El manoseo de los rótulos como “fascista”, de “extrema derecha”, obliga a negar la sal y el agua al gobierno: sería absurdo sentarse a dialogar con alguien descrito así, y por tanto la izquierda mina su propia capacidad de diálogo.

“El problema central”, declaraba Camila Vallejo dos semanas atrás, “es que nos gobierna la ultraderecha”. Sería trivial si solo ella profiriera este género de declaraciones. Pero pocos días después era el turno de Carolina Tohá, quien en una radio –a propósito de la megarreforma– se plegaba al uso de esta etiqueta. Esta idea, reciclada hasta el cansancio, parece hoy el último recurso de una desorientada oposición. El problema de la categoría, sin embargo, ha sido mostrado una y otra vez. Se pontifica sobre la amenaza de la ultraderecha, pero bajo ese título se pone cada posición política que se quiera desechar (también, como vemos, en el plano económico). Se habla con tono de experto en ultraderechas, pero en ese discurso no asoma ni una caracterización razonable de la derecha, ni tampoco de los rasgos que volverían a tal o cual derecha “radical”. Así las cosas, el único efecto de la categoría es contaminarlo todo en lugar de permitirnos distinguir con precisión ante qué movimientos tener especial cuidado.

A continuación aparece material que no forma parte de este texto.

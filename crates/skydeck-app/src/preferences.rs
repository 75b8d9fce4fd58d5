//! Preference store for the persisted theme
//!
//! Resolution order for [`PreferenceStore::get`]:
//! 1. value set during this session (or loaded from storage at startup)
//! 2. the system color-scheme signal
//! 3. [`Theme::Light`]
//!
//! Writes go through synchronously. A failed write is logged and otherwise
//! ignored; the in-memory value still applies for the rest of the session.

use std::path::{Path, PathBuf};
use std::sync::{Arc, Mutex};

use fs2::FileExt;
use serde::{Deserialize, Serialize};
use skydeck_core::prelude::*;
use skydeck_core::Theme;

use crate::config::SystemScheme;

const PREFERENCES_FILENAME: &str = "preferences.toml";

/// Environment variable carrying the terminal's `fg;bg` color indices
pub const COLORFGBG_VAR: &str = "COLORFGBG";

// ─────────────────────────────────────────────────────────────────────────────
// Seams
// ─────────────────────────────────────────────────────────────────────────────

/// Durable storage for the single `theme` key.
#[cfg_attr(test, mockall::automock)]
pub trait PreferenceBackend: Send {
    /// `Ok(None)` when nothing has been stored yet
    fn load(&self) -> Result<Option<Theme>>;

    fn save(&self, theme: Theme) -> Result<()>;
}

/// Read-only platform hint for the preferred color scheme.
#[cfg_attr(test, mockall::automock)]
pub trait ColorSchemeSignal: Send {
    fn preferred(&self) -> Option<Theme>;
}

// ─────────────────────────────────────────────────────────────────────────────
// PreferenceStore
// ─────────────────────────────────────────────────────────────────────────────

pub struct PreferenceStore {
    backend: Box<dyn PreferenceBackend>,
    system: Box<dyn ColorSchemeSignal>,
    current: Option<Theme>,
}

impl std::fmt::Debug for PreferenceStore {
    fn fmt(&self, f: &mut std::fmt::Formatter<'_>) -> std::fmt::Result {
        f.debug_struct("PreferenceStore")
            .field("current", &self.current)
            .finish_non_exhaustive()
    }
}

impl PreferenceStore {
    /// Open the store, reading the persisted value once.
    ///
    /// An unreadable or malformed stored value counts as absent.
    pub fn open(backend: Box<dyn PreferenceBackend>, system: Box<dyn ColorSchemeSignal>) -> Self {
        let current = match backend.load() {
            Ok(stored) => stored,
            Err(e) => {
                warn!("Ignoring unreadable theme preference: {}", e);
                None
            }
        };
        debug!("Stored theme preference: {:?}", current);
        Self {
            backend,
            system,
            current,
        }
    }

    /// Process-local store with the given system hint. Nothing is persisted.
    pub fn in_memory(system: Option<Theme>) -> Self {
        Self::open(
            Box::new(MemoryPreferenceBackend::new()),
            Box::new(FixedColorScheme(system)),
        )
    }

    pub fn get(&self) -> Theme {
        self.current
            .or_else(|| self.system.preferred())
            .unwrap_or_default()
    }

    /// Whether a value has been stored or set (the system signal is not
    /// consulted in that case)
    pub fn has_explicit(&self) -> bool {
        self.current.is_some()
    }

    pub fn set(&mut self, theme: Theme) {
        self.current = Some(theme);
        if let Err(e) = self.backend.save(theme) {
            warn!("Theme preference not persisted ({}): {}", theme, e);
        }
    }
}

// ─────────────────────────────────────────────────────────────────────────────
// File backend
// ─────────────────────────────────────────────────────────────────────────────

#[derive(Debug, Default, Deserialize, Serialize)]
struct PreferenceFile {
    #[serde(default, skip_serializing_if = "Option::is_none")]
    theme: Option<String>,
}

/// `preferences.toml` holding `theme = "light" | "dark"`.
#[derive(Debug, Clone)]
pub struct FilePreferenceBackend {
    path: PathBuf,
}

impl FilePreferenceBackend {
    pub fn new(config_dir: &Path) -> Self {
        Self {
            path: config_dir.join(PREFERENCES_FILENAME),
        }
    }

    pub fn path(&self) -> &Path {
        &self.path
    }
}

impl PreferenceBackend for FilePreferenceBackend {
    fn load(&self) -> Result<Option<Theme>> {
        if !self.path.exists() {
            return Ok(None);
        }

        let content = std::fs::read_to_string(&self.path)?;
        let file: PreferenceFile = toml::from_str(&content)
            .map_err(|e| Error::preference(format!("Failed to parse {:?}: {}", self.path, e)))?;

        match file.theme {
            None => Ok(None),
            Some(raw) => match raw.parse::<Theme>() {
                Ok(theme) => Ok(Some(theme)),
                Err(e) => {
                    warn!("Ignoring stored theme: {}", e);
                    Ok(None)
                }
            },
        }
    }

    fn save(&self, theme: Theme) -> Result<()> {
        let dir = self
            .path
            .parent()
            .ok_or_else(|| Error::PreferenceUnavailable {
                path: self.path.clone(),
            })?;
        std::fs::create_dir_all(dir)
            .map_err(|e| Error::preference(format!("Failed to create {:?}: {}", dir, e)))?;

        let content = toml::to_string(&PreferenceFile {
            theme: Some(theme.as_str().to_string()),
        })
        .map_err(|e| Error::preference(format!("Failed to serialize preferences: {}", e)))?;

        let temp_path = dir.join(".preferences.toml.tmp");
        {
            use std::io::Write;

            let mut file = std::fs::File::create(&temp_path)
                .map_err(|e| Error::preference(format!("Failed to open temp file: {}", e)))?;

            // Exclusive lock (blocks while another instance is writing)
            file.lock_exclusive()
                .map_err(|e| Error::preference(format!("Failed to lock temp file: {}", e)))?;
            file.write_all(content.as_bytes())
                .map_err(|e| Error::preference(format!("Failed to write temp file: {}", e)))?;
            file.flush()
                .map_err(|e| Error::preference(format!("Failed to flush temp file: {}", e)))?;
        }

        std::fs::rename(&temp_path, &self.path)
            .map_err(|e| Error::preference(format!("Failed to rename temp file: {}", e)))?;

        debug!("Saved theme preference {} to {:?}", theme, self.path);
        Ok(())
    }
}

// ─────────────────────────────────────────────────────────────────────────────
// Memory backend
// ─────────────────────────────────────────────────────────────────────────────

/// Process-local storage. Clones share the same slot.
#[derive(Debug, Clone, Default)]
pub struct MemoryPreferenceBackend {
    inner: Arc<Mutex<MemorySlot>>,
}

#[derive(Debug, Default)]
struct MemorySlot {
    theme: Option<Theme>,
    writes: usize,
    fail_writes: bool,
}

impl MemoryPreferenceBackend {
    pub fn new() -> Self {
        Self::default()
    }

    pub fn with_stored(theme: Theme) -> Self {
        let backend = Self::new();
        backend.slot().theme = Some(theme);
        backend
    }

    /// Every subsequent `save` fails, like a read-only disk.
    pub fn failing() -> Self {
        let backend = Self::new();
        backend.slot().fail_writes = true;
        backend
    }

    pub fn stored(&self) -> Option<Theme> {
        self.slot().theme
    }

    /// Number of successful writes
    pub fn writes(&self) -> usize {
        self.slot().writes
    }

    fn slot(&self) -> std::sync::MutexGuard<'_, MemorySlot> {
        self.inner.lock().unwrap_or_else(|p| p.into_inner())
    }
}

impl PreferenceBackend for MemoryPreferenceBackend {
    fn load(&self) -> Result<Option<Theme>> {
        Ok(self.slot().theme)
    }

    fn save(&self, theme: Theme) -> Result<()> {
        let mut slot = self.slot();
        if slot.fail_writes {
            return Err(Error::preference("storage unavailable"));
        }
        slot.theme = Some(theme);
        slot.writes += 1;
        Ok(())
    }
}

// ─────────────────────────────────────────────────────────────────────────────
// System signals
// ─────────────────────────────────────────────────────────────────────────────

/// A fixed answer, used when the config forces a scheme.
#[derive(Debug, Clone, Copy, Default)]
pub struct FixedColorScheme(pub Option<Theme>);

impl ColorSchemeSignal for FixedColorScheme {
    fn preferred(&self) -> Option<Theme> {
        self.0
    }
}

/// Reads `COLORFGBG`, which many terminals export as `fg;bg`.
#[derive(Debug, Clone, Copy, Default)]
pub struct EnvColorScheme;

impl ColorSchemeSignal for EnvColorScheme {
    fn preferred(&self) -> Option<Theme> {
        std::env::var(COLORFGBG_VAR)
            .ok()
            .and_then(|v| parse_colorfgbg(&v))
    }
}

/// Map the background index of a `COLORFGBG` value to a theme.
///
/// Indices 0-6 and 8 are dark backgrounds, 7 and 9-15 light ones.
pub fn parse_colorfgbg(value: &str) -> Option<Theme> {
    let bg: u8 = value.rsplit(';').next()?.trim().parse().ok()?;
    match bg {
        0..=6 | 8 => Some(Theme::Dark),
        7 | 9..=15 => Some(Theme::Light),
        _ => None,
    }
}

/// Signal matching the `appearance.system_scheme` setting
pub fn system_signal(scheme: SystemScheme) -> Box<dyn ColorSchemeSignal> {
    match scheme.forced() {
        Some(theme) => Box::new(FixedColorScheme(Some(theme))),
        None => Box::new(EnvColorScheme),
    }
}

Una reciente entrevista al académico holandés Cas Mudde, la autoridad a la que apelan quienes siguen usando el término, deja al descubierto una vez más los límites del concepto. ¿En qué consiste lo ultra? ¿Es el actual gobierno chileno antiliberal? Interrogado al respecto en la Revista Santiago, Mudde se apura en afirmar que no basta como test de blancura el aceptar resultados electorales, que tampoco operar conforme a las reglas del juego libra de la categoría de “ultra”. Como si fuera motivo de escándalo, nos anuncia que el gobierno podría pretender revertir políticas del gobierno de Boric. Si se identifica así lo “ultra”, es difícil ver tras el término más que un recurso interesado.

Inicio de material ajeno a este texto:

//! OS signal handling for graceful shutdown

use tokio::sync::mpsc;

use crate::message::Message;
use skydeck_core::prelude::*;

/// Spawn a task that listens for OS signals and sends quit messages
pub fn spawn_signal_handler(tx: mpsc::Sender<Message>) {
    tokio::spawn(async move {
        if let Err(e) = wait_for_signal().await {
            error!("Signal handler error: {}", e);
            return;
        }

        info!("Shutdown signal received");
        let _ = tx.send(Message::Quit).await;
    });
}

async fn wait_for_signal() -> Result<()> {
    #[cfg(unix)]
    {
        use tokio::signal::unix::{signal, SignalKind};

        let mut sigint = signal(SignalKind::interrupt())
            .map_err(|e| Error::terminal(format!("Failed to create SIGINT handler: {}", e)))?;
        let mut sigterm = signal(SignalKind::terminate())
            .map_err(|e| Error::terminal(format!("Failed to create SIGTERM handler: {}", e)))?;

        tokio::select! {
            _ = sigint.recv() => info!("Received SIGINT"),
            _ = sigterm.recv() => info!("Received SIGTERM"),
        }

        Ok(())
    }

    #[cfg(windows)]
    {
        tokio::signal::ctrl_c()
            .await
            .map_err(|e| Error::terminal(format!("Failed to listen for Ctrl+C: {}", e)))?;
        info!("Received Ctrl+C");
        Ok(())
    }
}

Lo otro que salta a la vista son las generalizaciones y la liviandad con que se deja caer juicios. Al parecer de Mudde, el gobierno pretendería “volver a marginar a ciertos grupos que ya estaban marginados”. Al no indicar a quién ni cómo se estaría marginando, una afirmación como esa es simplemente imposible de testear. Y cuando luego intenta identificar grupos concretos, solo se revela su desconocimiento de la realidad que comenta: imagina al presidente Kast con una “comprensión étnica de la nación chilena”, y parece imaginar que en la Araucanía está en curso un levantamiento mapuche que impugna esa comprensión.

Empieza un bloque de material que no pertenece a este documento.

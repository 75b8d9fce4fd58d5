//! Semantic style builders.
//!
//! Every builder takes the frame's [`Palette`] so light and dark share one
//! set of rules.

use ratatui::style::{Modifier, Style};
use ratatui::widgets::{Block, BorderType, Borders};
use skydeck_core::Phase;

use super::palette::Palette;

// --- Text styles ---
pub fn text_primary(p: &Palette) -> Style {
    Style::default().fg(p.text_primary)
}

pub fn text_secondary(p: &Palette) -> Style {
    Style::default().fg(p.text_secondary)
}

pub fn text_muted(p: &Palette) -> Style {
    Style::default().fg(p.text_muted)
}

pub fn heading(p: &Palette) -> Style {
    Style::default()
        .fg(p.text_primary)
        .add_modifier(Modifier::BOLD)
}

// --- Accent styles ---
pub fn accent(p: &Palette) -> Style {
    Style::default().fg(p.accent)
}

pub fn accent_bold(p: &Palette) -> Style {
    Style::default().fg(p.accent).add_modifier(Modifier::BOLD)
}

/// Keybinding hint in the header
pub fn keybinding(p: &Palette) -> Style {
    Style::default().fg(p.warning)
}

// --- Status styles ---
pub fn positive(p: &Palette) -> Style {
    Style::default().fg(p.positive)
}

pub fn negative(p: &Palette) -> Style {
    Style::default().fg(p.negative)
}

pub fn trend(p: &Palette, up: bool) -> Style {
    if up {
        positive(p)
    } else {
        negative(p)
    }
}

// --- Selection styles ---

/// Active sidebar entry, selected news category
pub fn selected(p: &Palette) -> Style {
    Style::default()
        .fg(p.contrast_fg)
        .bg(p.accent)
        .add_modifier(Modifier::BOLD)
}

// --- Placeholders ---
pub fn skeleton(p: &Palette, lit: bool) -> Style {
    Style::default().bg(if lit { p.skeleton_shimmer } else { p.skeleton })
}

// --- Block builders ---
pub fn card_block(p: &Palette, focused: bool) -> Block<'static> {
    Block::default()
        .borders(Borders::ALL)
        .border_type(BorderType::Rounded)
        .border_style(Style::default().fg(if focused {
            p.border_active
        } else {
            p.border
        }))
        .style(Style::default().bg(p.surface))
}

// --- Phase indicator mapping ---

/// Phase indicator for the header's widget status strip.
///
/// Returns `(icon_char, label, Style)` for the given widget phase.
pub fn phase_indicator(phase: Phase, p: &Palette) -> (&'static str, &'static str, Style) {
    match phase {
        Phase::Idle => ("○", "Idle", text_muted(p)),
        Phase::Loading => (
            "↻",
            "Loading",
            Style::default().fg(p.warning).add_modifier(Modifier::BOLD),
        ),
        Phase::Ready => ("●", "Ready", positive(p)),
        Phase::Failed => ("✗", "Failed", negative(p)),
    }
}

Nada de esto es trivial, y basta un elemental sentido de la justicia y la verdad para reconocerlo. Pero también importa porque la izquierda no podrá rearticularse si no renuncia al juego con esta categoría. Lo notaba con precisión esta semana Alfredo Joignant. No es solo que resulte poco creíble si alguien declara sentirse viviendo bajo un gobierno de extrema derecha. El manoseo de los rótulos como “fascista”, de “extrema derecha”, obliga a negar la sal y el agua al gobierno: sería absurdo sentarse a dialogar con alguien descrito así, y por tanto la izquierda mina su propia capacidad de diálogo. Sea que nos importe más la justicia respecto de la derecha o sacar a la izquierda de la desorientación, a todos nos debe importar la ruina de la esfera pública generada por estas etiquetas.